Problem statement: Below are the records; collect from them each line containing the string "merge".

Saved entries

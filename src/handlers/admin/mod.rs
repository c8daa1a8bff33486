// handlers/admin/mod.rs - admin pages (behind the access gate) and the
// admin settings API (AdminSession extractor)

pub mod dashboard;
pub mod settings;

pub use dashboard::{dashboard, settings_page};
pub use settings::{setting_get, settings_list, settings_put};
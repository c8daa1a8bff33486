pub mod session;

use chrono::{Duration, Utc};
use jsonwebtoken::{decode, encode, DecodingKey, EncodingKey, Header, Validation};
use serde::{Deserialize, Serialize};
use std::fmt;
use std::str::FromStr;
use uuid::Uuid;

pub use session::{resolve_session, Session};

/// Account role carried in the session token
#[derive(Debug, Clone, Copy, PartialEq, Eq, Serialize, Deserialize)]
#[serde(rename_all = "UPPERCASE")]
pub enum Role {
    Admin,
    User,
}

impl Role {
    pub fn as_str(&self) -> &'static str {
        match self {
            Role::Admin => "ADMIN",
            Role::User => "USER",
        }
    }

    /// Capabilities granted by this role
    pub fn capabilities(&self) -> &'static [Capability] {
        match self {
            Role::Admin => &[Capability::AdminArea, Capability::ManageSettings],
            Role::User => &[],
        }
    }
}

impl fmt::Display for Role {
    fn fmt(&self, f: &mut fmt::Formatter<'_>) -> fmt::Result {
        f.write_str(self.as_str())
    }
}

impl FromStr for Role {
    type Err = String;

    fn from_str(s: &str) -> Result<Self, Self::Err> {
        match s.to_ascii_uppercase().as_str() {
            "ADMIN" => Ok(Role::Admin),
            "USER" => Ok(Role::User),
            other => Err(format!("unknown role '{}'", other)),
        }
    }
}

/// Things a session may be allowed to do
#[derive(Debug, Clone, Copy, PartialEq, Eq)]
pub enum Capability {
    /// Browse pages under the admin prefix
    AdminArea,
    /// Read unfiltered settings and write them
    ManageSettings,
}

/// True when the session is authenticated and its role grants `capability`.
///
/// An authenticated session without a recognised role has no capabilities.
pub fn has_capability(session: &Session, capability: Capability) -> bool {
    match session {
        Session::Authenticated { role: Some(role), .. } => role.capabilities().contains(&capability),
        _ => false,
    }
}

#[derive(Debug, Serialize, Deserialize)]
pub struct Claims {
    pub sub: Uuid,
    /// Kept as a raw string so an unknown role does not invalidate the token
    #[serde(default)]
    pub role: Option<String>,
    pub exp: i64,
    pub iat: i64,
}

impl Claims {
    /// Claims expiring `expiry_hours` from now. Fails when that instant is
    /// not representable instead of wrapping into the past.
    pub fn new(user_id: Uuid, role: Role, expiry_hours: u64) -> Result<Self, JwtError> {
        let now = Utc::now();
        let exp = i64::try_from(expiry_hours)
            .ok()
            .and_then(Duration::try_hours)
            .and_then(|ttl| now.checked_add_signed(ttl))
            .ok_or_else(|| {
                JwtError::TokenGeneration(format!("expiry of {} hours is out of range", expiry_hours))
            })?;

        Ok(Self {
            sub: user_id,
            role: Some(role.as_str().to_string()),
            exp: exp.timestamp(),
            iat: now.timestamp(),
        })
    }
}

#[derive(Debug, thiserror::Error)]
pub enum JwtError {
    #[error("JWT generation error: {0}")]
    TokenGeneration(String),
    #[error("Invalid JWT token: {0}")]
    InvalidToken(String),
    #[error("JWT secret not configured")]
    InvalidSecret,
}

pub fn generate_jwt(claims: &Claims, secret: &str) -> Result<String, JwtError> {
    if secret.is_empty() {
        return Err(JwtError::InvalidSecret);
    }

    let encoding_key = EncodingKey::from_secret(secret.as_bytes());
    encode(&Header::default(), claims, &encoding_key)
        .map_err(|e| JwtError::TokenGeneration(e.to_string()))
}

/// Validate signature and expiry, returning the decoded claims
pub fn validate_jwt(token: &str, secret: &str) -> Result<Claims, JwtError> {
    if secret.is_empty() {
        return Err(JwtError::InvalidSecret);
    }

    let decoding_key = DecodingKey::from_secret(secret.as_bytes());
    decode::<Claims>(token, &decoding_key, &Validation::default())
        .map(|data| data.claims)
        .map_err(|e| JwtError::InvalidToken(e.to_string()))
}
use axum::{extract::State, http::StatusCode, response::IntoResponse, Json};
use serde_json::json;

use crate::state::AppState;

/// GET /health - liveness plus a settings store ping
pub async fn health(State(state): State<AppState>) -> impl IntoResponse {
    let now = chrono::Utc::now();

    match state.settings.store().health_check().await {
        Ok(()) => (
            StatusCode::OK,
            Json(json!({
                "success": true,
                "data": {
                    "status": "ok",
                    "timestamp": now,
                    "store": "ok"
                }
            })),
        ),
        Err(e) => {
            tracing::error!("Health check failed: {}", e);
            (
                StatusCode::SERVICE_UNAVAILABLE,
                Json(json!({
                    "success": false,
                    "error": "settings store unavailable",
                    "data": {
                        "status": "degraded",
                        "timestamp": now
                    }
                })),
            )
        }
    }
}
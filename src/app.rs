use axum::{
    middleware,
    routing::{get, post},
    Router,
};
use tower_http::{cors::CorsLayer, trace::TraceLayer};

use crate::handlers::{admin, cron, public};
use crate::middleware::{access_gate_middleware, require_cron_secret};
use crate::state::AppState;

/// Full router. The access gate wraps every route.
pub fn app(state: AppState) -> Router {
    Router::new()
        .merge(public_routes())
        .merge(admin_page_routes())
        .merge(admin_api_routes())
        .merge(cron_routes(state.clone()))
        .fallback(public::not_found)
        .layer(middleware::from_fn_with_state(state.clone(), access_gate_middleware))
        .layer(CorsLayer::new())
        .layer(TraceLayer::new_for_http())
        .with_state(state)
}

fn public_routes() -> Router<AppState> {
    Router::new()
        .route("/", get(public::root))
        .route("/health", get(public::health))
        .route("/auth/signin", get(public::signin_page))
        .route("/forbidden", get(public::forbidden_page))
        .route("/api/settings", get(public::settings_get))
}

fn admin_page_routes() -> Router<AppState> {
    Router::new()
        .route("/admin", get(admin::dashboard))
        .route("/admin/settings", get(admin::settings_page))
}

fn admin_api_routes() -> Router<AppState> {
    Router::new()
        .route(
            "/api/admin/settings",
            get(admin::settings_list).put(admin::settings_put),
        )
        .route("/api/admin/settings/:key", get(admin::setting_get))
}

fn cron_routes(state: AppState) -> Router<AppState> {
    Router::new()
        .route("/api/cron/settings/seed", post(cron::settings_seed))
        .route("/api/cron/health", get(cron::health))
        .route_layer(middleware::from_fn_with_state(state, require_cron_secret))
}
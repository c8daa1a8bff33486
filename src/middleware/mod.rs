pub mod auth;
pub mod cron;
pub mod gate;
pub mod response;

pub use auth::{AdminSession, CurrentSession};
pub use cron::require_cron_secret;
pub use gate::access_gate_middleware;
pub use response::{ApiResponse, ApiResult};
use axum::{
    http::StatusCode,
    response::{IntoResponse, Json, Response},
};
use serde::Serialize;
use serde_json::json;

/// `{ "success": true, "data": ... }` envelope for successful responses
#[derive(Debug)]
pub struct ApiResponse<T: Serialize> {
    pub data: T,
    pub status_code: StatusCode,
}

impl<T: Serialize> ApiResponse<T> {
    pub fn success(data: T) -> Self {
        Self {
            data,
            status_code: StatusCode::OK,
        }
    }
}

impl<T: Serialize> IntoResponse for ApiResponse<T> {
    fn into_response(self) -> Response {
        match serde_json::to_value(&self.data) {
            Ok(data) => (self.status_code, Json(json!({ "success": true, "data": data }))).into_response(),
            Err(e) => {
                tracing::error!("Failed to serialize response data: {}", e);
                (
                    StatusCode::INTERNAL_SERVER_ERROR,
                    Json(json!({
                        "success": false,
                        "error": "Failed to serialize response data"
                    })),
                )
                    .into_response()
            }
        }
    }
}

pub type ApiResult<T> = Result<ApiResponse<T>, crate::error::ApiError>;
pub mod commands;

use clap::{Parser, Subcommand};

#[derive(Parser)]
#[command(name = "blog-cms")]
#[command(about = "Blog CMS backend - server and maintenance commands")]
#[command(version)]
pub struct Cli {
    #[arg(long, global = true, help = "Output in JSON format")]
    pub json: bool,

    #[command(subcommand)]
    pub command: Option<Commands>,
}

#[derive(Subcommand)]
pub enum Commands {
    #[command(about = "Run the HTTP server (default)")]
    Serve,

    #[command(about = "Write any missing default settings to the configured store")]
    SeedSettings,

    #[command(about = "Mint a session token for an operator")]
    IssueToken {
        #[arg(long, default_value = "admin", help = "Role to embed: admin or user")]
        role: String,
        #[arg(long, help = "User id (random when omitted)")]
        user_id: Option<uuid::Uuid>,
        #[arg(
            long,
            value_parser = clap::value_parser!(u64).range(1..=876_000),
            help = "Lifetime in hours (defaults to JWT_EXPIRY_HOURS)"
        )]
        hours: Option<u64>,
    },
}

#[derive(Debug, Clone, Copy, PartialEq, Eq)]
pub enum OutputFormat {
    Text,
    Json,
}

impl OutputFormat {
    pub fn from_cli(cli: &Cli) -> Self {
        if cli.json {
            OutputFormat::Json
        } else {
            OutputFormat::Text
        }
    }
}

pub async fn run(cli: Cli) -> anyhow::Result<()> {
    let output_format = OutputFormat::from_cli(&cli);
    let config = crate::config::config().clone();

    match cli.command.unwrap_or(Commands::Serve) {
        Commands::Serve => commands::serve::handle(config).await,
        Commands::SeedSettings => commands::settings::seed(config, output_format).await,
        Commands::IssueToken { role, user_id, hours } => {
            commands::token::issue(&config, &role, user_id, hours, output_format)
        }
    }
}
use axum::http::{header, HeaderMap};
use uuid::Uuid;

use super::{validate_jwt, Role};
use crate::config::SecurityConfig;

/// Caller identity for one request.
///
/// Derived from the request credential on every request and passed along
/// explicitly; nothing here is stored.
#[derive(Debug, Clone, PartialEq, Eq)]
pub enum Session {
    Anonymous,
    Authenticated {
        user_id: Uuid,
        /// `None` when the token carries no role or one we don't recognise
        role: Option<Role>,
    },
}

impl Session {
    pub fn is_authenticated(&self) -> bool {
        matches!(self, Session::Authenticated { .. })
    }

    pub fn user_id(&self) -> Option<Uuid> {
        match self {
            Session::Authenticated { user_id, .. } => Some(*user_id),
            Session::Anonymous => None,
        }
    }

    pub fn role(&self) -> Option<Role> {
        match self {
            Session::Authenticated { role, .. } => *role,
            Session::Anonymous => None,
        }
    }
}

/// Resolve the session from a bearer header or the session cookie.
///
/// Any failure (missing, malformed, bad signature, expired) yields
/// `Session::Anonymous`; the caller cannot tell which one happened.
pub fn resolve_session(headers: &HeaderMap, security: &SecurityConfig) -> Session {
    let Some(token) = bearer_token(headers).or_else(|| cookie_value(headers, &security.session_cookie))
    else {
        return Session::Anonymous;
    };

    match validate_jwt(&token, &security.jwt_secret) {
        Ok(claims) => Session::Authenticated {
            user_id: claims.sub,
            role: claims.role.and_then(|r| r.parse::<Role>().ok()),
        },
        Err(e) => {
            tracing::debug!("Session token rejected: {}", e);
            Session::Anonymous
        }
    }
}

/// Token from `Authorization: Bearer <token>`
pub fn bearer_token(headers: &HeaderMap) -> Option<String> {
    let value = headers.get(header::AUTHORIZATION)?.to_str().ok()?;
    let token = value.strip_prefix("Bearer ")?.trim();
    if token.is_empty() {
        None
    } else {
        Some(token.to_string())
    }
}

fn cookie_value(headers: &HeaderMap, name: &str) -> Option<String> {
    headers
        .get_all(header::COOKIE)
        .iter()
        .filter_map(|v| v.to_str().ok())
        .flat_map(|v| v.split(';'))
        .filter_map(|pair| pair.trim().split_once('='))
        .find(|(k, _)| *k == name)
        .map(|(_, v)| v.trim().to_string())
        .filter(|v| !v.is_empty())
}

Output of the task:
        .merge(public_routes())
        .merge(admin_page_routes())
        .merge(admin_api_routes())
        .merge(cron_routes(state.clone()))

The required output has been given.